* DIRECTIONS FOR THIS TASK:
Please state how many lines of the listing contain the word "body", giving the number by itself.

* RECORDS TO USE:
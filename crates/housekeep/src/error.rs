use crate::config::ConfigError;
use crate::marketplace::router::error_response;
use crate::marketplace::MarketplaceError;
use crate::telemetry::TelemetryError;
use axum::http::StatusCode;
use axum::response::{IntoResponse, Response};
use axum::Json;
use serde_json::json;
use std::fmt;

#[derive(Debug)]
pub enum AppError {
    Config(ConfigError),
    Telemetry(TelemetryError),
    Io(std::io::Error),
    Server(axum::Error),
    Marketplace(MarketplaceError),
}

impl fmt::Display for AppError {
    fn fmt(&self, f: &mut fmt::Formatter<'_>) -> fmt::Result {
        match self {
            AppError::Config(err) => write!(f, "configuration error: {}", err),
            AppError::Telemetry(err) => write!(f, "telemetry error: {}", err),
            AppError::Io(err) => write!(f, "io error: {}", err),
            AppError::Server(err) => write!(f, "server error: {}", err),
            AppError::Marketplace(err) => write!(f, "marketplace error: {}", err),
        }
    }
}

impl std::error::Error for AppError {
    fn source(&self) -> Option<&(dyn std::error::Error + 'static)> {
        match self {
            AppError::Config(err) => Some(err),
            AppError::Telemetry(err) => Some(err),
            AppError::Io(err) => Some(err),
            AppError::Server(err) => Some(err),
            AppError::Marketplace(err) => Some(err),
        }
    }
}

impl IntoResponse for AppError {
    fn into_response(self) -> Response {
        match self {
            AppError::Marketplace(err) => error_response(err),
            other => {
                let body = Json(json!({ "error": other.to_string() }));
                (StatusCode::INTERNAL_SERVER_ERROR, body).into_response()
            }
        }
    }
}

impl From<ConfigError> for AppError {
    fn from(value: ConfigError) -> Self {
        Self::Config(value)
    }
}

impl From<TelemetryError> for AppError {
    fn from(value: TelemetryError) -> Self {
        Self::Telemetry(value)
    }
}

impl From<std::io::Error> for AppError {
    fn from(value: std::io::Error) -> Self {
        Self::Io(value)
    }
}

impl From<axum::Error> for AppError {
    fn from(value: axum::Error) -> Self {
        Self::Server(value)
    }
}

impl From<MarketplaceError> for AppError {
    fn from(value: MarketplaceError) -> Self {
        Self::Marketplace(value)
    }
}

* SOLUTION:
2